Can this be defended whether or not nature itself is simple? Since the epistemic claim is so important from a scien­tific perspective, I will spend the most time with it.

Can it be defended without assuming the truth of the ontological claim, and if so how? In the present section I will examine a historical argument, and in sections 6 to 9, various prob­abilistic ones. I have noted that nature might be considered simple in various respects, and not so in others. The same holds for theories about nature. However, in what follows I will idealize (or simplify) by supposing that even though a theory can be simple in certain respects, degrees, and formulations while complex in others, we are dealing with theories that are simple in enough respects and degrees and with respect to some canonical formulation to be classified as just plain simple; the same will be supposed for complex theories.

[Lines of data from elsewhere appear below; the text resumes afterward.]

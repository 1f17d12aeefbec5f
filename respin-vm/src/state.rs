//! Abstract CPU state with per-byte taint.

use crate::consts::{EMU_STACK_HEADROOM, EMU_STACK_SIZE};
use crate::error::{Result, RewriteError};

use respin_asm::{reg, Flags};

use std::collections::hash_map::DefaultHasher;
use std::hash::{Hash, Hasher};

/// Virtual base address of the emulated stack. The region is never
/// dereferenced as host memory; loads and stores inside it are redirected
/// to the session's stack buffer, so snapshots can be cloned freely.
pub const EMU_STACK_BASE: u64 = 0x7fff_e000_0000;

/// Classification of an abstract value.
#[derive(Debug, Default, Clone, Copy, PartialEq, Eq, PartialOrd, Ord, Hash)]
pub enum Taint {
    /// Known at specialization time; foldable into the generated code.
    #[default]
    Static,
    /// Known only as an offset from the runtime stack pointer; usable for
    /// address arithmetic but never foldable into an immediate.
    StackRel,
    /// Only known at run time.
    Dynamic,
}

impl Taint {
    /// Join of two byte taints (the most dynamic wins).
    pub fn union(self, other: Taint) -> Taint {
        self.max(other)
    }

    /// True for [`Taint::Static`].
    pub fn is_static(&self) -> bool {
        matches!(self, Taint::Static)
    }

    /// True for [`Taint::Dynamic`].
    pub fn is_dynamic(&self) -> bool {
        matches!(self, Taint::Dynamic)
    }
}

/// Abstract CPU state: concrete values everywhere, plus taint describing
/// which of them the generated code may rely on.
#[derive(Debug, Clone)]
pub struct EmuState {
    /// General-purpose register values.
    pub regs: [u64; 16],
    /// Per-register taint.
    pub reg_taint: [Taint; 16],
    /// Vector register values, low/high lane.
    pub xmm: [[u64; 2]; 16],
    /// Per-register vector taint.
    pub xmm_taint: [Taint; 16],
    /// Concrete flag values.
    pub flags: Flags,
    /// Per-flag taint, indexed like [`Flags::EACH`].
    pub flag_taint: [Taint; 6],
    stack: Box<[u8]>,
    stack_taint: Box<[Taint]>,
    /// Lowest touched stack offset.
    pub stack_low: usize,
    /// Highest touched stack offset (exclusive).
    pub stack_high: usize,
}

impl EmuState {
    /// A fresh conservative state: every register, flag and stack byte
    /// Dynamic (the caller may have put anything there), except the stack
    /// pointer, which is parked near the top of the emulated stack.
    pub fn new() -> Self {
        let mut s = Self {
            regs: [0; 16],
            reg_taint: [Taint::Dynamic; 16],
            xmm: [[0; 2]; 16],
            xmm_taint: [Taint::Dynamic; 16],
            flags: Flags::empty(),
            flag_taint: [Taint::Dynamic; 6],
            stack: vec![0; EMU_STACK_SIZE].into_boxed_slice(),
            stack_taint: vec![Taint::Dynamic; EMU_STACK_SIZE].into_boxed_slice(),
            stack_low: usize::MAX,
            stack_high: 0,
        };
        s.regs[reg::RSP as usize] = Self::initial_sp();
        s.reg_taint[reg::RSP as usize] = Taint::StackRel;
        s
    }

    /// The initial stack pointer value.
    pub fn initial_sp() -> u64 {
        EMU_STACK_BASE + (EMU_STACK_SIZE - EMU_STACK_HEADROOM) as u64
    }

    /// Offset of `addr` within the emulated stack, if it lies inside.
    pub fn stack_offset(addr: u64) -> Option<usize> {
        addr.checked_sub(EMU_STACK_BASE)
            .filter(|off| *off < EMU_STACK_SIZE as u64)
            .map(|off| off as usize)
    }

    fn stack_range(&mut self, addr: u64, len: usize) -> Result<std::ops::Range<usize>> {
        let off = Self::stack_offset(addr).ok_or(RewriteError::StackBounds {
            offset: addr.wrapping_sub(EMU_STACK_BASE) as i64,
        })?;
        let end = off + len;
        if end > EMU_STACK_SIZE {
            return Err(RewriteError::StackBounds { offset: end as i64 });
        }
        self.stack_low = self.stack_low.min(off);
        self.stack_high = self.stack_high.max(end);
        Ok(off..end)
    }

    /// Read up to eight bytes from the emulated stack, joining the taint
    /// of every byte read.
    pub fn read_stack(&mut self, addr: u64, len: usize) -> Result<(u64, Taint)> {
        debug_assert!(len <= 8);
        let range = self.stack_range(addr, len)?;
        let mut buf = [0u8; 8];
        buf[..len].copy_from_slice(&self.stack[range.clone()]);
        let taint = self.stack_taint[range]
            .iter()
            .copied()
            .fold(Taint::Static, Taint::union);
        Ok((u64::from_le_bytes(buf), taint))
    }

    /// Write up to eight bytes to the emulated stack, tagging every byte
    /// with `taint`.
    pub fn write_stack(&mut self, addr: u64, len: usize, value: u64, taint: Taint) -> Result<()> {
        debug_assert!(len <= 8);
        let range = self.stack_range(addr, len)?;
        self.stack[range.clone()].copy_from_slice(&value.to_le_bytes()[..len]);
        self.stack_taint[range].fill(taint);
        Ok(())
    }

    /// Raw access to a stack byte's taint (used by state widening).
    pub fn stack_byte(&self, off: usize) -> (u8, Taint) {
        (self.stack[off], self.stack_taint[off])
    }

    /// Force a stack byte to a taint (used by state widening).
    pub fn set_stack_taint(&mut self, off: usize, taint: Taint) {
        self.stack_taint[off] = taint;
    }

    /// Taint of one flag.
    pub fn flag_taint_of(&self, flag: Flags) -> Taint {
        self.flag_taint[flag_index(flag)]
    }

    /// Joined taint over a set of flags.
    pub fn flags_taint(&self, set: Flags) -> Taint {
        Flags::EACH
            .iter()
            .filter(|f| set.contains(**f))
            .map(|f| self.flag_taint[flag_index(*f)])
            .fold(Taint::Static, Taint::union)
    }

    /// Update the flags in `written` to `values`, tagging each with
    /// `taint`.
    pub fn set_flags(&mut self, values: Flags, written: Flags, taint: Taint) {
        for (i, f) in Flags::EACH.iter().enumerate() {
            if written.contains(*f) {
                self.flags.set(*f, values.contains(*f));
                self.flag_taint[i] = taint;
            }
        }
    }

    /// Structural hash of the state: taints everywhere, values wherever
    /// the generated code may rely on them. Dynamic values are excluded;
    /// that exclusion is what lets loop states converge.
    pub fn es_id(&self) -> u64 {
        let mut h = DefaultHasher::new();
        for i in 0..16 {
            self.reg_taint[i].hash(&mut h);
            if !self.reg_taint[i].is_dynamic() {
                self.regs[i].hash(&mut h);
            }
        }
        for i in 0..16 {
            self.xmm_taint[i].hash(&mut h);
            if !self.xmm_taint[i].is_dynamic() {
                self.xmm[i].hash(&mut h);
            }
        }
        for (i, f) in Flags::EACH.iter().enumerate() {
            self.flag_taint[i].hash(&mut h);
            if !self.flag_taint[i].is_dynamic() {
                self.flags.contains(*f).hash(&mut h);
            }
        }
        if self.stack_low < self.stack_high {
            (self.stack_high - self.stack_low).hash(&mut h);
            for off in self.stack_low..self.stack_high {
                self.stack_taint[off].hash(&mut h);
                if !self.stack_taint[off].is_dynamic() {
                    self.stack[off].hash(&mut h);
                }
            }
        }
        h.finish()
    }

    /// Widen `self` so it subsumes `other`: any register, flag or touched
    /// stack byte whose value or taint differs becomes Dynamic. Returns
    /// whether anything changed.
    pub fn widen_from(&mut self, other: &EmuState) -> bool {
        let mut changed = false;
        for i in 0..16 {
            let same = self.reg_taint[i] == other.reg_taint[i]
                && (self.reg_taint[i].is_dynamic() || self.regs[i] == other.regs[i]);
            if !same && self.reg_taint[i] != Taint::Dynamic {
                self.reg_taint[i] = Taint::Dynamic;
                changed = true;
            }
        }
        for i in 0..16 {
            let same = self.xmm_taint[i] == other.xmm_taint[i]
                && (self.xmm_taint[i].is_dynamic() || self.xmm[i] == other.xmm[i]);
            if !same && self.xmm_taint[i] != Taint::Dynamic {
                self.xmm_taint[i] = Taint::Dynamic;
                changed = true;
            }
        }
        for (i, f) in Flags::EACH.iter().enumerate() {
            let same = self.flag_taint[i] == other.flag_taint[i]
                && (self.flag_taint[i].is_dynamic()
                    || self.flags.contains(*f) == other.flags.contains(*f));
            if !same && self.flag_taint[i] != Taint::Dynamic {
                self.flag_taint[i] = Taint::Dynamic;
                changed = true;
            }
        }
        let low = self.stack_low.min(other.stack_low);
        let high = self.stack_high.max(other.stack_high);
        if low < high {
            for off in low..high {
                let same = self.stack_taint[off] == other.stack_taint[off]
                    && (self.stack_taint[off].is_dynamic()
                        || self.stack[off] == other.stack[off]);
                if !same && self.stack_taint[off] != Taint::Dynamic {
                    self.stack_taint[off] = Taint::Dynamic;
                    changed = true;
                }
            }
            self.stack_low = low;
            self.stack_high = high;
        }
        changed
    }
}

impl Default for EmuState {
    fn default() -> Self {
        Self::new()
    }
}

/// Index of `flag` within [`Flags::EACH`].
pub fn flag_index(flag: Flags) -> usize {
    Flags::EACH
        .iter()
        .position(|f| *f == flag)
        .expect("single flag")
}

#[cfg(test)]
mod tests {
    use super::*;

    #[test]
    fn taint_union_is_most_dynamic() {
        assert_eq!(Taint::Static.union(Taint::Static), Taint::Static);
        assert_eq!(Taint::Static.union(Taint::StackRel), Taint::StackRel);
        assert_eq!(Taint::StackRel.union(Taint::Dynamic), Taint::Dynamic);
    }

    #[test]
    fn stack_roundtrip_preserves_value_and_taint() {
        let mut s = EmuState::new();
        let sp = EmuState::initial_sp();
        s.write_stack(sp - 8, 8, 0xdead_beef, Taint::Static).unwrap();
        assert_eq!(s.read_stack(sp - 8, 8).unwrap(), (0xdead_beef, Taint::Static));

        // A dynamic store poisons reloads of any overlapping byte.
        s.write_stack(sp - 5, 1, 0xff, Taint::Dynamic).unwrap();
        assert_eq!(s.read_stack(sp - 8, 8).unwrap().1, Taint::Dynamic);
        assert_eq!(s.read_stack(sp - 8, 2).unwrap().1, Taint::Static);
    }

    #[test]
    fn out_of_bounds_stack_access_errors() {
        let mut s = EmuState::new();
        assert!(s.read_stack(EMU_STACK_BASE - 1, 1).is_err());
        assert!(s.read_stack(0x1000, 8).is_err());
    }

    #[test]
    fn es_id_ignores_dynamic_values() {
        let mut a = EmuState::new();
        let mut b = EmuState::new();
        a.regs[1] = 7;
        b.regs[1] = 9;
        a.reg_taint[1] = Taint::Dynamic;
        b.reg_taint[1] = Taint::Dynamic;
        assert_eq!(a.es_id(), b.es_id());

        // But static values are significant.
        a.reg_taint[1] = Taint::Static;
        b.reg_taint[1] = Taint::Static;
        assert_ne!(a.es_id(), b.es_id());
    }

    #[test]
    fn widening_marks_differing_registers_dynamic() {
        let mut a = EmuState::new();
        let mut b = EmuState::new();
        a.regs[2] = 1;
        b.regs[2] = 2;
        a.reg_taint[2] = Taint::Static;
        b.reg_taint[2] = Taint::Static;
        assert!(a.widen_from(&b));
        assert_eq!(a.reg_taint[2], Taint::Dynamic);
        // Widening again against the same state is a fixed point.
        assert!(!a.widen_from(&b));
    }
}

My general response to the Epistemological Claim will be to reject it. The fact that a theory is simple may be very desirable, but it is no reason whatever to believe it is true. An appeal to it may be made in the course of an argument to a conclusion, but that appeal does no epistemic work. In chapter 3, I will argue for this claim in my discussion of Newton's argument for gravity. But before getting to that point, in the remainder of this chapter I will look at ways the Epistemological Claim might be defended.

William Whewell makes this historical observation: “we have to notice a distinction which is found to prevail in the progress of true and of false theories. In the former class all additional suppositions tend to simplicity and harmony.................................................................. In false theories the contrary is the case.”[76] Whewell seems to be saying here that true theories, as they evolve over time, tend to be simple and false ones, as they evolve, tend to be complex.

If a historical argument is to be produced to defend the claim that simplicity is an epistemic virtue, we need to reverse this order. We need to argue from the simplicity of a theory to its truth or empirical adequacy, rather than the other way around. Now, as Whewell notes, theories themselves— i.e., their content—can change over time in response to new data. They can start out simple, and end up complex owing to the addition of new complicating assumptions. Let me in­itially simplify the situation by considering just the central and distinctive assumptions of a theory and by supposing that these don't change, or if they do, they change in a way that doesn't affect their simplicity or complexity. Let's try an inductive argument.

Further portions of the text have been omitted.